**TASK REQUIREMENTS**. Work out how many lines in this listing hold the word "extend", and give the number with nothing added.

=-=-=-=-=

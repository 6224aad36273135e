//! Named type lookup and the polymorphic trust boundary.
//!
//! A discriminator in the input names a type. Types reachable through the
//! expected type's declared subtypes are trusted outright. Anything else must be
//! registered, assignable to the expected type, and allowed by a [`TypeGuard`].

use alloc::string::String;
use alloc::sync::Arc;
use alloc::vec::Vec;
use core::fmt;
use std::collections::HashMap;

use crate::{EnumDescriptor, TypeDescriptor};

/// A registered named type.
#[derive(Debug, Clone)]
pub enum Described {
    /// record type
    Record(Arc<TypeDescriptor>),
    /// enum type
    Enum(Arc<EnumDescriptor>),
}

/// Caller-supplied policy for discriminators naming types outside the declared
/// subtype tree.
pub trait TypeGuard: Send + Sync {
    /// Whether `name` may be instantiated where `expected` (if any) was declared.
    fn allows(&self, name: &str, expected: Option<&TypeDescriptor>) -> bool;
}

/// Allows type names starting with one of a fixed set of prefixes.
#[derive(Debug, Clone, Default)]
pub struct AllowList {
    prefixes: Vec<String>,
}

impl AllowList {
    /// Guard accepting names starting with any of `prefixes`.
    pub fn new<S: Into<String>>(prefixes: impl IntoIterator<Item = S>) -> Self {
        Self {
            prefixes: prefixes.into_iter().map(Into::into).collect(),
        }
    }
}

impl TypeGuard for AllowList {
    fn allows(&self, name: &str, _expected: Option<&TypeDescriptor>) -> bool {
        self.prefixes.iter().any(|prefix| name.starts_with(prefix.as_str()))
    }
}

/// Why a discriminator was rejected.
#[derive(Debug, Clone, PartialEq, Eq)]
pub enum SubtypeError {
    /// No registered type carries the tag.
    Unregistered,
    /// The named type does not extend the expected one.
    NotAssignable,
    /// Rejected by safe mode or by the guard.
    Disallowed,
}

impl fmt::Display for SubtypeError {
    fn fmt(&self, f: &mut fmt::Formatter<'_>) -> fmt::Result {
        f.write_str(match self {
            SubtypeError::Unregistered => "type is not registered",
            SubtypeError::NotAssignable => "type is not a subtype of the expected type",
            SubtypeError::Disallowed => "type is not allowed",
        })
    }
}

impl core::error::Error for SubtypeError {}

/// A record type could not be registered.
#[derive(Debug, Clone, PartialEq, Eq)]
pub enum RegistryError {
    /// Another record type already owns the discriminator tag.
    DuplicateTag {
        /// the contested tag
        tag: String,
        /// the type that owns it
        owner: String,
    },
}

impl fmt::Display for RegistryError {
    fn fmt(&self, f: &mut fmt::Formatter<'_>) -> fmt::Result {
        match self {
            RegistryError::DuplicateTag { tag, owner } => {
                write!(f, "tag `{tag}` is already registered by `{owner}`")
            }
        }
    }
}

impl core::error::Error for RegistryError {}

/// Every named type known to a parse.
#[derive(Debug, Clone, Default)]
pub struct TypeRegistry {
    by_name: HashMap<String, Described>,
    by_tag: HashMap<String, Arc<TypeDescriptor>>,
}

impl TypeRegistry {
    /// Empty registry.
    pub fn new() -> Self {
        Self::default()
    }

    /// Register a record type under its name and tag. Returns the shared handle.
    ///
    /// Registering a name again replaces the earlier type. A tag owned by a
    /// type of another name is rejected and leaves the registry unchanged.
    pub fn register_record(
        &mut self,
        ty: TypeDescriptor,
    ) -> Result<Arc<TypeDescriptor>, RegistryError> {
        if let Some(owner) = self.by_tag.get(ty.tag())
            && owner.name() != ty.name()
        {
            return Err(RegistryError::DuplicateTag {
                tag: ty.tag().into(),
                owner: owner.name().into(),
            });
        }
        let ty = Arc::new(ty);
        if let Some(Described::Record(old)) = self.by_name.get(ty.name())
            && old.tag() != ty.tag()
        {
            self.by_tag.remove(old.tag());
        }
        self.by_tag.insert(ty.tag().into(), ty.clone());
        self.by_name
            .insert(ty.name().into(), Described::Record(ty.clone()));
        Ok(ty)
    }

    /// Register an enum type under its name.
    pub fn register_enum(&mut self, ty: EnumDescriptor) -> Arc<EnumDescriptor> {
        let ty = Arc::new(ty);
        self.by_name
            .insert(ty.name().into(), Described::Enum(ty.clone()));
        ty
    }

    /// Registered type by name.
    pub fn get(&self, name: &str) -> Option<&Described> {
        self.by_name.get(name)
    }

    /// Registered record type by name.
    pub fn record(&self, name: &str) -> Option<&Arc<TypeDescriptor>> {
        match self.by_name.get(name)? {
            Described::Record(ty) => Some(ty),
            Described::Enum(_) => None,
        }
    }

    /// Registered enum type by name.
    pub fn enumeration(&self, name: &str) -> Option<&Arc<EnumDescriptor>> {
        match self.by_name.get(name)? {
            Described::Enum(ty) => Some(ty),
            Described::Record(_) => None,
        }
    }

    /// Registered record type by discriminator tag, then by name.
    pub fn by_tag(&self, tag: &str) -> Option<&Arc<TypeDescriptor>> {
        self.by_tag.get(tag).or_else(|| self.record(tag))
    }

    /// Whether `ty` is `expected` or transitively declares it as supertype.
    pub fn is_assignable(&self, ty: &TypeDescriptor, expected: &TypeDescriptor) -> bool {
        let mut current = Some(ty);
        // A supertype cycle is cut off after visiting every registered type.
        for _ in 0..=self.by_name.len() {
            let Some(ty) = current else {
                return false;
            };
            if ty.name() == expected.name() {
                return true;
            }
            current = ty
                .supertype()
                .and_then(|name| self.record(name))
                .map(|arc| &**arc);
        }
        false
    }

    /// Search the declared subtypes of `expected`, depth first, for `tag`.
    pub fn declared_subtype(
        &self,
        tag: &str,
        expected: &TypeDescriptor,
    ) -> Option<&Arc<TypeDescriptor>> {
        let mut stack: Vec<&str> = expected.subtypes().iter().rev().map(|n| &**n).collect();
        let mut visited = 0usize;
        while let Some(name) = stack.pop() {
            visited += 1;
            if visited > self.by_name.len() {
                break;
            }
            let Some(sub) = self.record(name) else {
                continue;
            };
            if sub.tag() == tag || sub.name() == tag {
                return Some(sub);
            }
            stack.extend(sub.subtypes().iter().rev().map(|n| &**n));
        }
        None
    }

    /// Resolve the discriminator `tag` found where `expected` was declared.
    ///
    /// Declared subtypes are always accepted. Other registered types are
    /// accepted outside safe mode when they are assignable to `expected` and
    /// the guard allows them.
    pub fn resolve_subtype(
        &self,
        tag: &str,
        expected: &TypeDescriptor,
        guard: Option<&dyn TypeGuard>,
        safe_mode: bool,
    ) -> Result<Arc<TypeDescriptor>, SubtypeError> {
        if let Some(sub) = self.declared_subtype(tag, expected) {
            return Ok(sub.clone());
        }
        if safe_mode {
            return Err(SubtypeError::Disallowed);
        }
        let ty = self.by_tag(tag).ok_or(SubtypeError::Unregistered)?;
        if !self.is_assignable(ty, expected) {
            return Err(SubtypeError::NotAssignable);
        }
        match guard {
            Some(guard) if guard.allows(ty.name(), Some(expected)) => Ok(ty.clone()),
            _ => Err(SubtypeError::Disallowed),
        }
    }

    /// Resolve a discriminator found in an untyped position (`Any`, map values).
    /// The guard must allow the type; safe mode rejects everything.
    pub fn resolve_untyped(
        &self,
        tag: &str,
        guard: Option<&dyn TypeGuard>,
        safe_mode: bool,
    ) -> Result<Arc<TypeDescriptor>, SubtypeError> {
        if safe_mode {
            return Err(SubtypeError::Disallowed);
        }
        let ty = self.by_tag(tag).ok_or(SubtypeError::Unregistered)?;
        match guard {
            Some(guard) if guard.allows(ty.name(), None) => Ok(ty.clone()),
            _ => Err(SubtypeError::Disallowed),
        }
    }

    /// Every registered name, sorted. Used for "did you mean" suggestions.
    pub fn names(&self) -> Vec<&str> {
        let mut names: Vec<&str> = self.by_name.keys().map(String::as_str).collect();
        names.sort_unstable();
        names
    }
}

=-=-=-=-=

**RESPONSE TO THE EXERCISE**. 2